Ingediend | 28 juli 2016 |
---|---|
Beantwoord | 25 augustus 2016 (na 28 dagen) |
Indiener | Harry van Bommel |
Beantwoord door | Bert Koenders (minister buitenlandse zaken) (PvdA) |
Onderwerpen | internationaal organisatie en beleid |
Bron vraag | https://zoek.officielebekendmakingen.nl/kv-tk-2016Z15028.html |
Bron antwoord | https://zoek.officielebekendmakingen.nl/ah-tk-20152016-3323.html |
Ja
Het kabinetsstandpunt zoals verwoord in mijn Kamerbrief van 21 juli 2016 betreffende «reactie op verzoek van de vaste commissies voor Buitenlandse Zaken en voor Europese Zaken om een brief over de situatie in Turkije» alsmede het verslag van een schriftelijk overleg van 23 juli 2016 betreffende «de reactie van de Minister van Buitenlandse Zaken over de situatie in Turkije» geldt als het kader waarbinnen het kabinet de ontwikkelingen in Turkije waarneemt en duidt.
Het kabinet vindt het van het grootste belang dat de Turkse autoriteiten diegenen die beschuldigd worden van betrokkenheid bij de coup behandelen binnen de kaders van rechtsstatelijkheid en transparantie. De zorgen om de situatie van gevangenen in Turkije zoals gemeld door betrokken organisaties acht zij dan ook reëel. Ik heb dit onder andere besproken met de Secretaris-Generaal van de Raad van Europa, die 3 en 4 augustus een bezoek bracht aan Ankara.

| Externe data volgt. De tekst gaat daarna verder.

use std::io::Write;

use log::{error, info, LevelFilter};
use num_bigint::BigInt;

use gourd::arguments::ArgumentHandler;
use gourd::engine::{Solver, SolverOptions, SolverStatus, Verbosity};
use gourd::parsers;
use gourd::result::{GourdError, GourdResult};

fn create_argument_handler() -> ArgumentHandler {
    let mut argument_handler = ArgumentHandler::new();

    argument_handler.define_new_category("general", "Input and output of the solver.");
    argument_handler.define_string_argument(
        "file-location",
        "general",
        "The instance to solve; '.cnf' files are read as DIMACS, everything else as the ILP row format.",
        "",
        &[],
    );
    argument_handler.define_string_argument(
        "expected-answer",
        "general",
        "When set, the process exits with a non-zero code unless the reported answer matches.",
        "none",
        &["none", "sat", "unsat"],
    );
    argument_handler.define_string_argument(
        "verbosity",
        "general",
        "How much output to print while solving.",
        "silent",
        &["silent", "basic", "detailed", "extreme"],
    );
    argument_handler.define_bool_argument(
        "print-model",
        "general",
        "Print the satisfying assignment after a sat answer.",
        false,
    );
    argument_handler.define_bool_argument(
        "print-stats",
        "general",
        "Print the solver statistics after solving.",
        false,
    );
    argument_handler.define_bool_argument(
        "omit-timestamp",
        "general",
        "Leave out the timestamp from the log messages.",
        false,
    );
    argument_handler.define_bool_argument(
        "omit-call-site",
        "general",
        "Leave out the call site from the log messages.",
        false,
    );

    argument_handler.define_new_category("search", "Parameters steering the search.");
    argument_handler.define_bool_argument(
        "propagation",
        "search",
        "Disabling propagation is only useful for debugging.",
        true,
    );
    argument_handler.define_string_argument(
        "order",
        "search",
        "The variable-selection strategy.",
        "dynamic",
        &["dynamic", "linear"],
    );
    argument_handler.define_bool_argument(
        "check-model",
        "search",
        "Verify every problem constraint under the final assignment.",
        false,
    );
    argument_handler.define_bool_argument(
        "try-fourier-motzkin",
        "search",
        "Try a plain Fourier-Motzkin resolvent before computing tight cuts.",
        false,
    );
    argument_handler.define_bool_argument(
        "replace-vars-with-slacks",
        "search",
        "Rewrite each declared variable x as the difference of two nonnegative slacks.",
        false,
    );
    argument_handler.define_integer_argument(
        "default-bound",
        "search",
        "Symmetric initial bounds for each new variable; negative means no initial bounds.",
        -1,
        i64::MIN,
        i64::MAX,
    );
    argument_handler.define_integer_argument(
        "bound-estimate",
        "search",
        "Initial lower bound for the global slack variable.",
        0,
        0,
        i64::MAX,
    );

    argument_handler
}

fn parse_verbosity(argument_handler: &ArgumentHandler) -> Verbosity {
    match argument_handler.get_string_argument("verbosity").as_str() {
        "silent" => Verbosity::Silent,
        "basic" => Verbosity::Basic,
        "detailed" => Verbosity::Detailed,
        "extreme" => Verbosity::Extreme,
        verbosity => panic!("Unknown verbosity: {}", verbosity),
    }
}

fn solver_options_from_arguments(argument_handler: &ArgumentHandler) -> SolverOptions {
    let default_bound = argument_handler.get_integer_argument("default-bound");
    SolverOptions {
        propagation: argument_handler.get_bool_argument("propagation"),
        dynamic_order: argument_handler.get_string_argument("order") == "dynamic",
        check_model: argument_handler.get_bool_argument("check-model"),
        try_fourier_motzkin: argument_handler.get_bool_argument("try-fourier-motzkin"),
        replace_vars_with_slacks: argument_handler.get_bool_argument("replace-vars-with-slacks"),
        default_bound: (default_bound >= 0).then(|| BigInt::from(default_bound)),
        bound_estimate: BigInt::from(argument_handler.get_integer_argument("bound-estimate")),
        verbosity: parse_verbosity(argument_handler),
    }
}

fn configure_logging(
    verbosity: Verbosity,
    omit_timestamp: bool,
    omit_call_site: bool,
) -> std::io::Result<()> {
    let level_filter = match verbosity {
        Verbosity::Silent => LevelFilter::Warn,
        Verbosity::Basic => LevelFilter::Info,
        Verbosity::Detailed => LevelFilter::Debug,
        Verbosity::Extreme => LevelFilter::Trace,
    };
    env_logger::Builder::new()
        .format(move |buf, record| {
            write!(buf, "c ")?;
            if !omit_timestamp {
                write!(buf, "{} ", buf.timestamp())?;
            }
            write!(buf, "{} ", record.level())?;
            if !omit_call_site {
                write!(
                    buf,
                    "[{}:{}] ",
                    record.file().unwrap_or("unknown"),
                    record.line().unwrap_or(0)
                )?;
            }
            writeln!(buf, "{}", record.args())
        })
        .filter_level(level_filter)
        .init();
    info!("Logging successfully configured");
    Ok(())
}

fn print_model(solver: &Solver) {
    for (name, variable) in solver.variables() {
        println!("{} = {}", name, solver.value(*variable));
    }
}

fn main() {
    match run() {
        Ok(()) => {}
        Err(error) => {
            error!("Execution failed, error: {}", error);
            std::process::exit(1);
        }
    }
}

fn run() -> GourdResult<()> {
    let mut argument_handler = create_argument_handler();
    argument_handler.print_help_summary_if_needed_and_exit();
    argument_handler.parse_command_line_arguments();

    let verbosity = parse_verbosity(&argument_handler);
    configure_logging(
        verbosity,
        argument_handler.get_bool_argument("omit-timestamp"),
        argument_handler.get_bool_argument("omit-call-site"),
    )?;

    if verbosity >= Verbosity::Basic {
        argument_handler.print_arguments_different_from_default();
    }

    let file_location = argument_handler.get_string_argument("file-location");
    info!("File location: {file_location}");
    if file_location.is_empty() {
        return Err(GourdError::MissingFileError);
    }

    let mut solver = Solver::new(solver_options_from_arguments(&argument_handler));

    if file_location.ends_with(".cnf") {
        parsers::parse_cnf(&file_location, &mut solver)?;
    } else {
        parsers::parse_ilp(&file_location, &mut solver)?;
    }

    let status = solver.solve();
    println!("{}", status);

    if status == SolverStatus::Satisfiable && argument_handler.get_bool_argument("print-model") {
        print_model(&solver);
    }

    if argument_handler.get_bool_argument("print-stats") {
        println!("{}", solver.statistics());
    }

    match argument_handler.get_string_argument("expected-answer").as_str() {
        "sat" if status != SolverStatus::Satisfiable => Err(GourdError::UnexpectedAnswer),
        "unsat" if status != SolverStatus::Unsatisfiable => Err(GourdError::UnexpectedAnswer),
        _ => Ok(()),
    }
}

Daar heeft hij de breedgedeelde zorgen over de rechtsstaat en mensenrechten in de reactie op de couppoging namens de 47 lidstaten van de Raad van Europa indringend overgebracht.
Voorts heeft het kabinet in Raad van Europa-verband een oproep gedaan aan het Europees Comité voor de Preventie van Foltering en Onmenselijke of Vernederende Behandeling of Bestraffing (CPT) om een bezoek te brengen aan Turkije. Het kabinet wijst erop dat het CPT onafhankelijk besluit over haar activiteiten en geen uitspraken doet over welke landen ze zal bezoeken. Het CPT heeft ons laten weten de ontwikkelingen nauwkeurig te volgen.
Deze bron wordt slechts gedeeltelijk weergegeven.